Ceza

40 4 3
                                    

O gece Büyük Salon'daki akşam yemeği, Esther için hoş bir deneyim olmadı. Umbridge'le yaptığı ağız dalaşı, Hogwarts ölçülerine göre bile hatırı sayılır bir hızla yayılmıştı. Skyler ile Harry'nin arasında oturmuş yemeğini yerken, dört bir yandan fısıltılar duyuyordu.

İşin komik tarafı, fısıldaşanların hiçbirinin, acaba söylediklerimizi duyar mı diye dert etmemesiydi. Tersine, sanki yeniden kızıp bağırmaya başlamasını umuyor gibiydiler; böylece hikâyeyi dinleyebileceklerdi.

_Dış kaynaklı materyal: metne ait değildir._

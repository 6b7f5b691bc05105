//! Wire messages for the authorization handshake and decryption calls.
//!
//! The handshake is two explicit steps: a [`SessionRequest`] answered by a
//! [`SessionChallenge`], then a signed [`SignInStatement`] answered by a
//! [`SessionCredential`]. Decryption submits a [`DecryptRequest`] carrying
//! everything the network needs to re-evaluate access from scratch.

use serde::{Deserialize, Deserializer, Serialize, Serializer};
use std::fmt;

use docseal_core::{AccessPolicy, Blake3Hash, ChainAddress, WalletPublicKey, WalletSignature};

/// Domain separator prefixed to statement bytes before signing.
pub const STATEMENT_SIGN_DOMAIN: &[u8] = b"docseal/session-statement/v1";

/// Default lifetime of a challenge and the credential completing it.
pub const SESSION_TTL_MILLIS: i64 = 10 * 60 * 1000;

/// Identifier of an issued challenge.
#[derive(Clone, Copy, PartialEq, Eq, Hash)]
pub struct ChallengeId(pub [u8; 32]);

impl ChallengeId {
    /// Create from raw bytes.
    pub const fn from_bytes(bytes: [u8; 32]) -> Self {
        Self(bytes)
    }

    /// Get the raw bytes.
    pub const fn as_bytes(&self) -> &[u8; 32] {
        &self.0
    }

    /// Convert to hex string.
    pub fn to_hex(&self) -> String {
        hex::encode(self.0)
    }
}

impl fmt::Debug for ChallengeId {
    fn fmt(&self, f: &mut fmt::Formatter<'_>) -> fmt::Result {
        write!(f, "ChallengeId({})", &self.to_hex()[..16])
    }
}

impl Serialize for ChallengeId {
    fn serialize<S>(&self, serializer: S) -> Result<S::Ok, S::Error>
    where
        S: Serializer,
    {
        serializer.serialize_str(&self.to_hex())
    }
}

impl<'de> Deserialize<'de> for ChallengeId {
    fn deserialize<D>(deserializer: D) -> Result<Self, D::Error>
    where
        D: Deserializer<'de>,
    {
        let s = String::deserialize(deserializer)?;
        let bytes = hex::decode(&s).map_err(serde::de::Error::custom)?;
        let arr: [u8; 32] = bytes
            .try_into()
            .map_err(|_| serde::de::Error::custom("expected 32 bytes"))?;
        Ok(Self(arr))
    }
}

/// What a session is allowed to do.
#[derive(Debug, Clone, Copy, PartialEq, Eq, Serialize, Deserialize)]
pub enum Ability {
    /// Decrypt payloads whose conditions the caller satisfies.
    #[serde(rename = "condition-decryption")]
    ConditionDecryption,
}

/// Which condition lists a session covers: the wildcard, or the hex
/// digest of one specific list.
#[derive(Debug, Clone, PartialEq, Eq, Serialize, Deserialize)]
#[serde(transparent)]
pub struct ResourcePattern(String);

impl ResourcePattern {
    /// The wildcard pattern covering any condition list.
    pub fn any() -> Self {
        Self("*".to_string())
    }

    /// The pattern covering exactly one condition list.
    pub fn conditions(digest: &Blake3Hash) -> Self {
        Self(digest.to_hex())
    }

    /// Whether this pattern covers the given condition-list digest.
    pub fn matches(&self, digest: &Blake3Hash) -> bool {
        self.0 == "*" || self.0 == digest.to_hex()
    }

    pub fn as_str(&self) -> &str {
        &self.0
    }
}

/// One resource/ability grant requested for a session.
#[derive(Debug, Clone, PartialEq, Eq, Serialize, Deserialize)]
pub struct ResourceAbility {
    pub resource: ResourcePattern,
    pub ability: Ability,
}

/// Step one of the handshake: who is asking, on which chain, for what.
#[derive(Debug, Clone, Serialize, Deserialize)]
pub struct SessionRequest {
    pub address: ChainAddress,
    pub chain: String,
    pub requests: Vec<ResourceAbility>,
}

/// The network's answer to a session request.
///
/// The nonce is fresh per challenge; a challenge is single-use and
/// expires at `expires_at`.
#[derive(Debug, Clone, Serialize, Deserialize)]
pub struct SessionChallenge {
    pub challenge_id: ChallengeId,
    /// URI the signed statement must be addressed to.
    pub uri: String,
    pub nonce: String,
    pub issued_at: i64,
    pub expires_at: i64,
}

/// The statement a wallet signs to complete the handshake.
///
/// Embeds the wallet public key: Ed25519 signatures do not allow key
/// recovery, so the verifier checks that the claimed address derives from
/// the embedded key and then verifies the signature under it. The uri,
/// nonce, and expiration must echo the challenge verbatim.
#[derive(Debug, Clone, PartialEq, Eq, Serialize, Deserialize)]
pub struct SignInStatement {
    pub uri: String,
    pub address: ChainAddress,
    pub public_key: WalletPublicKey,
    pub chain: String,
    pub requests: Vec<ResourceAbility>,
    pub nonce: String,
    pub issued_at: i64,
    pub expiration: i64,
}

impl SignInStatement {
    /// The exact bytes a wallet signs: domain separator, then the CBOR
    /// encoding of the statement.
    pub fn signing_bytes(&self) -> Vec<u8> {
        let mut buf = STATEMENT_SIGN_DOMAIN.to_vec();
        ciborium::into_writer(self, &mut buf).expect("CBOR serialization failed");
        buf
    }
}

/// The network's keyed tag over a completed statement and signature.
///
/// A credential is only honored by the network that attested it.
#[derive(Clone, Copy, PartialEq, Eq)]
pub struct CredentialTag(pub [u8; 32]);

impl CredentialTag {
    /// Create from raw bytes.
    pub const fn from_bytes(bytes: [u8; 32]) -> Self {
        Self(bytes)
    }

    /// Get the raw bytes.
    pub const fn as_bytes(&self) -> &[u8; 32] {
        &self.0
    }

    /// Convert to hex string.
    pub fn to_hex(&self) -> String {
        hex::encode(self.0)
    }
}

impl fmt::Debug for CredentialTag {
    fn fmt(&self, f: &mut fmt::Formatter<'_>) -> fmt::Result {
        write!(f, "CredentialTag({})", &self.to_hex()[..16])
    }
}

impl Serialize for CredentialTag {
    fn serialize<S>(&self, serializer: S) -> Result<S::Ok, S::Error>
    where
        S: Serializer,
    {
        serializer.serialize_str(&self.to_hex())
    }
}

impl<'de> Deserialize<'de> for CredentialTag {
    fn deserialize<D>(deserializer: D) -> Result<Self, D::Error>
    where
        D: Deserializer<'de>,
    {
        let s = String::deserialize(deserializer)?;
        let bytes = hex::decode(&s).map_err(serde::de::Error::custom)?;
        let arr: [u8; 32] = bytes
            .try_into()
            .map_err(|_| serde::de::Error::custom("expected 32 bytes"))?;
        Ok(Self(arr))
    }
}

/// A completed, network-attested session credential.
///
/// The single concrete credential type: statement, wallet signature, and
/// the network's attestation tag.
#[derive(Debug, Clone, PartialEq, Eq, Serialize, Deserialize)]
pub struct SessionCredential {
    pub statement: SignInStatement,
    pub signature: WalletSignature,
    pub attestation: CredentialTag,
}

impl SessionCredential {
    /// Whether the credential has expired at the given wall-clock time.
    pub fn is_expired(&self, now_millis: i64) -> bool {
        now_millis >= self.statement.expiration
    }

    /// Whether the credential covers the given condition-list digest with
    /// the given ability.
    pub fn covers(&self, digest: &Blake3Hash, ability: Ability) -> bool {
        self.statement
            .requests
            .iter()
            .any(|r| r.ability == ability && r.resource.matches(digest))
    }

    /// The address this credential proves control of.
    pub fn address(&self) -> ChainAddress {
        self.statement.address
    }
}

/// A decryption call: everything the network needs to re-evaluate access
/// from scratch.
#[derive(Debug, Clone, Serialize, Deserialize)]
pub struct DecryptRequest {
    pub chain: String,
    pub access_control_conditions: AccessPolicy,
    pub cipher_text: String,
    pub data_to_encrypt_hash: String,
    pub credential: SessionCredential,
}

#[cfg(test)]
mod tests {
    use super::*;
    use docseal_core::WalletSigner;

    fn sample_statement(signer: &WalletSigner) -> SignInStatement {
        SignInStatement {
            uri: "docseal://session".to_string(),
            address: signer.address(),
            public_key: signer.public_key(),
            chain: "ethereum".to_string(),
            requests: vec![ResourceAbility {
                resource: ResourcePattern::any(),
                ability: Ability::ConditionDecryption,
            }],
            nonce: "abc123".to_string(),
            issued_at: 1_700_000_000_000,
            expiration: 1_700_000_600_000,
        }
    }

    #[test]
    fn test_signing_bytes_deterministic_and_domain_prefixed() {
        let signer = WalletSigner::from_seed(&[0x51u8; 32]);
        let statement = sample_statement(&signer);

        let b1 = statement.signing_bytes();
        let b2 = statement.signing_bytes();
        assert_eq!(b1, b2);
        assert!(b1.starts_with(STATEMENT_SIGN_DOMAIN));

        let mut other = statement.clone();
        other.nonce = "different".to_string();
        assert_ne!(b1, other.signing_bytes());
    }

    #[test]
    fn test_resource_pattern_matching() {
        let digest = Blake3Hash::hash(b"conditions");
        let other = Blake3Hash::hash(b"other conditions");

        assert!(ResourcePattern::any().matches(&digest));
        assert!(ResourcePattern::any().matches(&other));

        let exact = ResourcePattern::conditions(&digest);
        assert!(exact.matches(&digest));
        assert!(!exact.matches(&other));
    }

    #[test]
    fn test_credential_covers_scope() {
        let signer = WalletSigner::from_seed(&[0x52u8; 32]);
        let digest = Blake3Hash::hash(b"conditions");

        let mut statement = sample_statement(&signer);
        statement.requests = vec![ResourceAbility {
            resource: ResourcePattern::conditions(&digest),
            ability: Ability::ConditionDecryption,
        }];
        let credential = SessionCredential {
            statement,
            signature: WalletSignature::ZERO,
            attestation: CredentialTag::from_bytes([0u8; 32]),
        };

        assert!(credential.covers(&digest, Ability::ConditionDecryption));
        assert!(!credential.covers(&Blake3Hash::hash(b"elsewhere"), Ability::ConditionDecryption));
    }

    #[test]
    fn test_credential_expiry() {
        let signer = WalletSigner::from_seed(&[0x53u8; 32]);
        let statement = sample_statement(&signer);
        let expiration = statement.expiration;
        let credential = SessionCredential {
            statement,
            signature: WalletSignature::ZERO,
            attestation: CredentialTag::from_bytes([0u8; 32]),
        };

        assert!(!credential.is_expired(expiration - 1));
        assert!(credential.is_expired(expiration));
        assert!(credential.is_expired(expiration + 1));
    }

    #[test]
    fn test_challenge_id_serde_hex() {
        let id = ChallengeId::from_bytes([0xAB; 32]);
        let json = serde_json::to_string(&id).unwrap();
        assert_eq!(json, format!("\"{}\"", "ab".repeat(32)));

        let back: ChallengeId = serde_json::from_str(&json).unwrap();
        assert_eq!(id, back);
    }
}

Esther , sinirle kafasını kaldırdığında Raven ile göz göze geldi.

"Aldırma."

Daha sonra tekrar yemeğine döndü fakat fısıldaşmalar devam ediyordu.

"Cedric Diggory'nin öldürülüşünü gördüğünü söylüyor..."

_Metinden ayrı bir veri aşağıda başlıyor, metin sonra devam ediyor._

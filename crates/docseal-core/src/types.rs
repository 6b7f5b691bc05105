//! Shared identifier and metadata types.

use serde::{Deserialize, Serialize};
use std::fmt;

/// An opaque reference to an uploaded envelope.
///
/// In practice this is the gateway transaction id; the pipeline never
/// inspects it, only appends it to the gateway prefix when fetching.
#[derive(Debug, Clone, PartialEq, Eq, Hash, Serialize, Deserialize)]
#[serde(transparent)]
pub struct ContentReference(String);

impl ContentReference {
    pub fn new(id: impl Into<String>) -> Self {
        Self(id.into())
    }

    pub fn as_str(&self) -> &str {
        &self.0
    }
}

impl fmt::Display for ContentReference {
    fn fmt(&self, f: &mut fmt::Formatter<'_>) -> fmt::Result {
        f.write_str(&self.0)
    }
}

/// A name/value pair attached to an upload.
#[derive(Debug, Clone, PartialEq, Eq, Serialize, Deserialize)]
pub struct Tag {
    pub name: String,
    pub value: String,
}

impl Tag {
    pub fn new(name: impl Into<String>, value: impl Into<String>) -> Self {
        Self {
            name: name.into(),
            value: value.into(),
        }
    }
}

/// Optional document metadata carried through sealing and returned intact
/// when unsealing.
#[derive(Debug, Clone, Default, PartialEq, Eq)]
pub struct DocumentMeta {
    pub file_name: Option<String>,
    pub content_type: Option<String>,
}

impl DocumentMeta {
    /// Metadata for a named file, with the content type guessed from its
    /// extension.
    pub fn for_file(file_name: impl Into<String>) -> Self {
        let file_name = file_name.into();
        let content_type = guess_content_type(&file_name).to_string();
        Self {
            file_name: Some(file_name),
            content_type: Some(content_type),
        }
    }

    pub fn with_file_name(mut self, file_name: impl Into<String>) -> Self {
        self.file_name = Some(file_name.into());
        self
    }

    pub fn with_content_type(mut self, content_type: impl Into<String>) -> Self {
        self.content_type = Some(content_type.into());
        self
    }

    pub fn is_empty(&self) -> bool {
        self.file_name.is_none() && self.content_type.is_none()
    }
}

/// Guess a content type from a file name extension.
///
/// Covers the document types the signing flow actually serves; everything
/// else falls back to `application/octet-stream`.
pub fn guess_content_type(file_name: &str) -> &'static str {
    match std::path::Path::new(file_name)
        .extension()
        .and_then(|ext| ext.to_str())
    {
        Some(ext) if ext.eq_ignore_ascii_case("pdf") => "application/pdf",
        Some(ext) if ext.eq_ignore_ascii_case("png") => "image/png",
        Some(ext) if ext.eq_ignore_ascii_case("jpg") || ext.eq_ignore_ascii_case("jpeg") => {
            "image/jpeg"
        }
        _ => "application/octet-stream",
    }
}
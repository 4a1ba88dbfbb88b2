// src/config.rs
// =============================================================================
// Crawl configuration, built once at startup and never changed afterwards.
//
// The domain can be given as a bare host ("example.com") or as a URL
// ("https://example.com/"). Either way we keep just the host, which is what
// the scope filter matches against.
// =============================================================================

use anyhow::{anyhow, bail, Result};
use std::time::Duration;
use url::Url;

use crate::cli::Cli;

pub const DEFAULT_WORKERS: usize = 4;
pub const DEFAULT_TIMEOUT_SECS: u64 = 10;
pub const DEFAULT_USER_AGENT: &str =
    concat!("domain-crawler/", env!("CARGO_PKG_VERSION"));

#[derive(Debug, Clone)]
pub struct CrawlConfig {
    pub domain: String,
    pub seed: String,
    pub workers: usize,
    pub fetch_timeout: Duration,
    pub user_agent: String,
}

impl CrawlConfig {
    // Defaults for everything except the domain; the seed is the domain root
    pub fn new(domain: impl Into<String>) -> Self {
        let domain = domain.into();
        Self {
            seed: format!("https://{}", domain),
            domain,
            workers: DEFAULT_WORKERS,
            fetch_timeout: Duration::from_secs(DEFAULT_TIMEOUT_SECS),
            user_agent: DEFAULT_USER_AGENT.to_string(),
        }
    }

    pub fn with_seed(mut self, seed: impl Into<String>) -> Self {
        self.seed = seed.into();
        self
    }

    pub fn with_workers(mut self, workers: usize) -> Self {
        self.workers = workers;
        self
    }

    pub fn with_fetch_timeout(mut self, timeout: Duration) -> Self {
        self.fetch_timeout = timeout;
        self
    }

    pub fn with_user_agent(mut self, user_agent: impl Into<String>) -> Self {
        self.user_agent = user_agent.into();
        self
    }

    pub fn from_cli(cli: &Cli) -> Result<Self> {
        let domain = parse_domain(&cli.domain)?;
        let mut config = Self::new(domain)
            .with_workers(cli.workers)
            .with_fetch_timeout(Duration::from_secs(cli.timeout));

        if let Some(seed) = &cli.seed {
            Url::parse(seed).map_err(|e| anyhow!("Invalid seed URL '{}': {}", seed, e))?;
            config = config.with_seed(seed.clone());
        }
        if let Some(user_agent) = &cli.user_agent {
            config = config.with_user_agent(user_agent.clone());
        }

        Ok(config)
    }
}

// Turns "example.com", "https://example.com/" or "example.com/path" into
// "example.com"
fn parse_domain(input: &str) -> Result<String> {
    let input = input.trim();
    if input.is_empty() {
        bail!("Domain must not be empty");
    }

    let with_scheme = if input.contains("://") {
        input.to_string()
    } else {
        format!("https://{}", input)
    };

    let url = Url::parse(&with_scheme)
        .map_err(|e| anyhow!("Invalid domain '{}': {}", input, e))?;

    url.host_str()
        .map(str::to_string)
        .ok_or_else(|| anyhow!("Domain has no host: {}", input))
}

#[cfg(test)]
mod tests {
    use super::*;
    use clap::Parser;

    #[test]
    fn test_defaults() {
        let config = CrawlConfig::new("example.com");
        assert_eq!(config.seed, "https://example.com");
        assert_eq!(config.workers, 4);
        assert_eq!(config.fetch_timeout, Duration::from_secs(10));
    }

    #[test]
    fn test_parse_domain_forms() {
        assert_eq!(parse_domain("example.com").unwrap(), "example.com");
        assert_eq!(parse_domain("https://example.com/").unwrap(), "example.com");
        assert_eq!(parse_domain("http://Example.com/a/b").unwrap(), "example.com");
        assert_eq!(parse_domain(" example.com/docs ").unwrap(), "example.com");
    }

    #[test]
    fn test_parse_domain_rejects_empty() {
        assert!(parse_domain("").is_err());
        assert!(parse_domain("   ").is_err());
    }

    #[test]
    fn test_from_cli() {
        let cli = Cli::parse_from([
            "domain-crawler",
            "https://example.com",
            "--seed",
            "https://example.com/start",
            "--workers",
            "8",
            "--timeout",
            "3",
        ]);
        let config = CrawlConfig::from_cli(&cli).unwrap();
        assert_eq!(config.domain, "example.com");
        assert_eq!(config.seed, "https://example.com/start");
        assert_eq!(config.workers, 8);
        assert_eq!(config.fetch_timeout, Duration::from_secs(3));
    }

    #[test]
    fn test_from_cli_rejects_bad_seed() {
        let cli = Cli::parse_from(["domain-crawler", "example.com", "--seed", "not a url"]);
        assert!(CrawlConfig::from_cli(&cli).is_err());
    }

    #[test]
    fn test_cli_rejects_zero_workers() {
        let result = Cli::try_parse_from(["domain-crawler", "example.com", "--workers", "0"]);
        assert!(result.is_err());
    }
}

"Esther, Kim-Olduğunu-Bilirsin-Sen'le düello yaptığını falan sanıyor..."

"Hadi canım..."

"Kimi kandırdığını sanıyor?"

"Daha neler..."

"Anlamadığım bir şey varsa, " dedi titrek bir sesle, çatalıyla bıçağını masanın üstüne bırakarak ve arkadaşlarının da kendisine dönmesini sağladı.

"o da iki ay önce Dumbledore anlattığında aynı hikâyeye niye inandıkla-"

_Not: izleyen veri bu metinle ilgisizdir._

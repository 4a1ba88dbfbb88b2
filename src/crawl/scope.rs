// src/crawl/scope.rs
// =============================================================================
// Decides whether a discovered href belongs to the domain being crawled.
//
// Rules, in order:
// 1. Surrounding whitespace is trimmed (the fetcher hands hrefs over
//    untouched, so this is the only place it happens), then empty hrefs
//    are rejected
// 2. Everything from the first '?' onward is dropped
// 3. Root-relative hrefs ("/about") are made absolute with https
//    Protocol-relative hrefs ("//example.com/x") get "https:" in front
// 4. Hrefs that already carry an http(s) scheme are kept as they are
// 5. Anything else is rejected ("about", "#top", "mailto:...")
// 6. The result must contain the domain somewhere in it
//
// Running the filter on its own output gives the same string back.
// =============================================================================

#[derive(Debug, Clone)]
pub struct Scope {
    domain: String,
}

impl Scope {
    pub fn new(domain: impl Into<String>) -> Self {
        Self {
            domain: domain.into(),
        }
    }

    pub fn domain(&self) -> &str {
        &self.domain
    }

    // Returns the normalized absolute URL if `raw_href` should be crawled
    //
    // Examples with domain "example.com":
    //   "/about"                     -> Some("https://example.com/about")
    //   "https://example.com/x?y=1"  -> Some("https://example.com/x")
    //   "https://other.com/"         -> None
    //   "#top"                       -> None
    pub fn in_scope(&self, raw_href: &str) -> Option<String> {
        let href = raw_href.trim();
        if href.is_empty() {
            return None;
        }

        // For now, we don't care about query params
        let href = match href.find('?') {
            Some(idx) => &href[..idx],
            None => href,
        };

        let absolute = if href.starts_with("//") {
            format!("https:{}", href)
        } else if href.starts_with('/') {
            format!("https://{}{}", self.domain, href)
        } else if href.starts_with("http://") || href.starts_with("https://") {
            href.to_string()
        } else {
            return None;
        };

        if absolute.contains(&self.domain) {
            Some(absolute)
        } else {
            None
        }
    }
}

#[cfg(test)]
mod tests {
    use super::*;

    fn scope() -> Scope {
        Scope::new("example.com")
    }

    #[test]
    fn test_root_relative_is_resolved_with_https() {
        assert_eq!(
            scope().in_scope("/about"),
            Some("https://example.com/about".to_string())
        );
    }

    #[test]
    fn test_query_string_is_stripped() {
        assert_eq!(
            scope().in_scope("https://example.com/x?y=1"),
            Some("https://example.com/x".to_string())
        );
        assert_eq!(
            scope().in_scope("/search?q=rust&page=2"),
            Some("https://example.com/search".to_string())
        );
    }

    #[test]
    fn test_other_domain_is_rejected() {
        assert_eq!(scope().in_scope("https://other.com/"), None);
        assert_eq!(scope().in_scope("//cdn.other.com/lib.js"), None);
    }

    #[test]
    fn test_fragment_and_relative_are_rejected() {
        assert_eq!(scope().in_scope("#top"), None);
        assert_eq!(scope().in_scope("about.html"), None);
        assert_eq!(scope().in_scope("mailto:me@example.com"), None);
        assert_eq!(scope().in_scope("javascript:void(0)"), None);
    }

    #[test]
    fn test_padded_href_is_trimmed() {
        assert_eq!(
            scope().in_scope(" /padded "),
            Some("https://example.com/padded".to_string())
        );
    }

    #[test]
    fn test_empty_is_rejected() {
        assert_eq!(scope().in_scope(""), None);
        assert_eq!(scope().in_scope("   "), None);
        // Nothing left once the query string is gone
        assert_eq!(scope().in_scope("?page=2"), None);
    }

    #[test]
    fn test_absolute_urls_are_kept() {
        assert_eq!(
            scope().in_scope("http://example.com/plain"),
            Some("http://example.com/plain".to_string())
        );
        assert_eq!(
            scope().in_scope("https://blog.example.com/post"),
            Some("https://blog.example.com/post".to_string())
        );
    }

    #[test]
    fn test_protocol_relative() {
        assert_eq!(
            scope().in_scope("//example.com/docs"),
            Some("https://example.com/docs".to_string())
        );
    }

    #[test]
    fn test_normalization_is_idempotent() {
        let scope = scope();
        for raw in [
            "/about",
            "/a/b/c?x=1",
            "https://example.com/x?y=1",
            "//example.com/docs",
            "http://example.com/",
        ] {
            let once = scope.in_scope(raw).unwrap();
            let twice = scope.in_scope(&once).unwrap();
            assert_eq!(once, twice, "not idempotent for {}", raw);
        }
    }

    #[test]
    fn test_accepted_urls_contain_domain() {
        let scope = scope();
        for raw in ["/x", "https://example.com", "https://evil.com/?r=example.com"] {
            if let Some(url) = scope.in_scope(raw) {
                assert!(url.contains("example.com"), "{} escaped the scope", url);
            }
        }
    }
}
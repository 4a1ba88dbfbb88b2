// src/crawl/visited.rs
// =============================================================================
// The dedup store: every URL that has ever been admitted to the frontier.
//
// Only the dispatcher owns one of these, and it only touches it from its own
// loop. That makes admit() a single test-and-insert with no other task able
// to sneak in between, so no locks are needed.
//
// Rust concepts:
// - HashSet::insert returns false when the value was already there, which is
//   exactly the "is this new?" question in one call
// =============================================================================

use std::collections::HashSet;

#[derive(Debug, Default)]
pub struct VisitedSet {
    seen: HashSet<String>,
    // Admission order, used for reporting
    order: Vec<String>,
}

impl VisitedSet {
    pub fn new() -> Self {
        Self::default()
    }

    // Records `url` and returns true the first time it is seen, false after
    pub fn admit(&mut self, url: &str) -> bool {
        if !self.seen.insert(url.to_string()) {
            return false;
        }
        self.order.push(url.to_string());
        true
    }

    // Total number of URLs ever admitted
    pub fn total(&self) -> usize {
        self.order.len()
    }

    pub fn into_ordered(self) -> Vec<String> {
        self.order
    }
}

"Sorun şu ki, Esther , inandıklarından emin değilim, " dedi Felix , somurtarak.

Çatalıyla bıçağını masanın üstüne pat diye koydu. Ardından Ginny ile aynı anda masadan kalktı. Ortam çok gericiydi. Henüz yarısını yedikleri çikolatalı pastasına özlemle baksalar bile, Skyler ve Harry de aynı şeyi yaptı. Seoul ve Aurora, anlamayarak onlara baktılar.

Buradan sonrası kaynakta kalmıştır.